** Opening Recorded data block **

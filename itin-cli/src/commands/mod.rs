//! CLI command implementations.
//!
//! This module contains the implementations of all CLI commands:
//! - `init`: Initialize the data directory and database
//! - `trip`: Create, list, show, update, and delete trips
//! - `event`: Create, list, show, update, delete, restore, and pin events
//! - `suggest`: Suggest start and end times for a new event
//! - `reorder`: Reorder a trip's events and recompute their times
//! - `completions`: Generate shell completion scripts

pub mod completions;
pub mod event;
pub mod init;
pub mod reorder;
pub mod suggest;
pub mod trip;

pub use completions::CompletionsCommand;
pub use event::EventCommand;
pub use init::InitCommand;
pub use reorder::ReorderCommand;
pub use suggest::SuggestCommand;
pub use trip::TripCommand;
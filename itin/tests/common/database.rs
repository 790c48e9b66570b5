//! Shared database test utilities.

use itin::database::{Database, DatabaseConfig};
use itin::{DateRange, Trip};

use super::date;

/// Creates a temporary test database that will be cleaned up when dropped.
///
/// Returns the database instance. The temporary directory is tied to the
/// database's lifetime through the test.
#[allow(dead_code)]
pub fn create_test_database() -> Database {
    let dir = tempfile::tempdir().unwrap();
    let path = dir.path().join("test.db");
    let config = DatabaseConfig::new(path);
    let db = Database::open(config).unwrap();

    // Prevent the TempDir from being dropped immediately
    std::mem::forget(dir);

    db
}

/// Creates a standard test trip: Lisbon, 2026-05-01 through 2026-05-10.
#[allow(dead_code)]
pub fn create_test_trip(db: &mut Database) -> Trip {
    let dates = DateRange::new(date(2026, 5, 1), date(2026, 5, 10)).unwrap();
    db.create_trip("Lisbon", "Portugal", &dates).unwrap()
}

** Closing Recorded data block **

# What you will do
State the count of lines in the data holding the word "DatabaseConfig", adding nothing to it.

# Result of this task
2